# Task description
Show all lines of the listing that contain the word "combination".

# Available data
//! Core trait definition for component combiners.

use barometer_traits::{BarometerError, Result};
use ndarray::Array1;

/// One component column prepared for combination.
///
/// Undefined values are carried as `NaN`, so any arithmetic touching an
/// undefined input yields an undefined output.
#[derive(Debug, Clone)]
pub struct ScoreColumn {
    /// Component name (used for weight lookup and diagnostics)
    pub name: String,

    /// One score per calendar row, `NaN` where undefined
    pub scores: Array1<f64>,
}

impl ScoreColumn {
    /// Builds a column from optional values.
    pub fn from_options(name: impl Into<String>, values: &[Option<f64>]) -> Self {
        Self {
            name: name.into(),
            scores: values.iter().map(|v| v.unwrap_or(f64::NAN)).collect(),
        }
    }
}

/// Converts a combined column back to optional values (`NaN` → `None`).
pub fn to_options(scores: &Array1<f64>) -> Vec<Option<f64>> {
    scores
        .iter()
        .map(|&x| x.is_finite().then_some(x))
        .collect()
}

/// Combines multiple component columns into a composite column.
///
/// Implementors define different strategies for weighting and combining
/// components. All implementations must be thread-safe (Send + Sync).
///
/// # Examples
///
/// ```rust,no_run
/// use barometer_combine::{Combiner, ScoreColumn};
/// use ndarray::Array1;
///
/// struct FirstOnly;
///
/// impl Combiner for FirstOnly {
///     fn combine(&self, columns: &[ScoreColumn]) -> barometer_traits::Result<Array1<f64>> {
///         Ok(columns[0].scores.clone())
///     }
///
///     fn name(&self) -> &str {
///         "first_only"
///     }
/// }
/// ```
pub trait Combiner: Send + Sync {
    /// Combine component columns into a composite column.
    ///
    /// # Arguments
    ///
    /// * `columns` - Component columns to combine. All must have the same length.
    ///
    /// # Returns
    ///
    /// A composite column with the same length as the inputs. A row is `NaN`
    /// wherever any input row is `NaN`.
    ///
    /// # Errors
    ///
    /// Returns an error if:
    /// - No columns provided
    /// - Columns have mismatched lengths
    fn combine(&self, columns: &[ScoreColumn]) -> Result<Array1<f64>>;

    /// Name of this combination strategy.
    fn name(&self) -> &str;
}

/// Checks that `columns` is non-empty and rectangular, returning the row count.
pub(crate) fn validate_columns(columns: &[ScoreColumn]) -> Result<usize> {
    let Some(first) = columns.first() else {
        return Err(BarometerError::InvalidData(
            "cannot combine zero components".to_string(),
        ));
    };
    let n_rows = first.scores.len();

    for column in columns {
        if column.scores.len() != n_rows {
            return Err(BarometerError::InvalidData(format!(
                "component '{}' has {} rows, expected {}",
                column.name,
                column.scores.len(),
                n_rows
            )));
        }
    }

    Ok(n_rows)
}

#[cfg(test)]
mod tests {
    use super::*;

    #[test]
    fn test_from_options_round_trip() {
        let column = ScoreColumn::from_options("z_pmi", &[Some(0.5), None, Some(-1.0)]);

        assert_eq!(column.name, "z_pmi");
        assert!(column.scores[1].is_nan());
        assert_eq!(to_options(&column.scores), vec![Some(0.5), None, Some(-1.0)]);
    }

    #[test]
    fn test_validate_columns() {
        assert!(validate_columns(&[]).is_err());

        let a = ScoreColumn::from_options("a", &[Some(1.0), Some(2.0)]);
        let b = ScoreColumn::from_options("b", &[Some(1.0)]);
        assert_eq!(validate_columns(std::slice::from_ref(&a)).unwrap(), 2);
        assert!(validate_columns(&[a, b]).is_err());
    }
}
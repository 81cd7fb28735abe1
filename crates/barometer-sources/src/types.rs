//! Response types for the provider APIs.

use serde::{Deserialize, Serialize};

/// FRED `series/observations` response.
#[derive(Debug, Clone, Serialize, Deserialize)]
pub struct FredObservations {
    /// Observations in ascending date order.
    #[serde(default)]
    pub observations: Vec<FredObservation>,
}

/// One FRED observation.
#[derive(Debug, Clone, Serialize, Deserialize)]
pub struct FredObservation {
    /// Date (YYYY-MM-DD).
    pub date: String,
    /// Value as text; `"."` marks a missing observation.
    pub value: String,
}

/// FRED error body.
#[derive(Debug, Clone, Serialize, Deserialize)]
pub struct FredError {
    /// HTTP-like error code.
    #[serde(default)]
    pub error_code: u16,
    /// Human-readable message.
    pub error_message: String,
}

/// Yahoo Finance v8 chart API response.
#[derive(Debug, Clone, Deserialize)]
pub struct ChartResponse {
    /// Chart envelope.
    pub chart: ChartEnvelope,
}

/// Result or error of a chart request.
#[derive(Debug, Clone, Deserialize)]
pub struct ChartEnvelope {
    /// Chart data, absent on error.
    pub result: Option<Vec<ChartData>>,
    /// Error, absent on success.
    pub error: Option<ChartError>,
}

/// Chart error.
#[derive(Debug, Clone, Deserialize)]
pub struct ChartError {
    /// Error code (`"Not Found"` for unknown symbols).
    pub code: String,
    /// Error description.
    #[serde(default)]
    pub description: String,
}

/// Chart series for one symbol.
#[derive(Debug, Clone, Deserialize)]
pub struct ChartData {
    /// Bar timestamps (seconds since the epoch).
    pub timestamp: Option<Vec<i64>>,
    /// Price indicators.
    pub indicators: Indicators,
}

/// Indicator arrays aligned with the timestamps.
#[derive(Debug, Clone, Deserialize)]
pub struct Indicators {
    /// Raw quote arrays.
    #[serde(default)]
    pub quote: Vec<QuoteData>,
    /// Adjusted closes, when requested.
    pub adjclose: Option<Vec<AdjCloseData>>,
}

/// Raw closes.
#[derive(Debug, Clone, Deserialize)]
pub struct QuoteData {
    /// Close prices, `null` for missing bars.
    #[serde(default)]
    pub close: Vec<Option<f64>>,
}

/// Adjusted closes.
#[derive(Debug, Clone, Deserialize)]
pub struct AdjCloseData {
    /// Adjusted close prices, `null` for missing bars.
    #[serde(default)]
    pub adjclose: Vec<Option<f64>>,
}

# Result of the task
/// One component column prepared for combination.
    /// Name of this combination strategy.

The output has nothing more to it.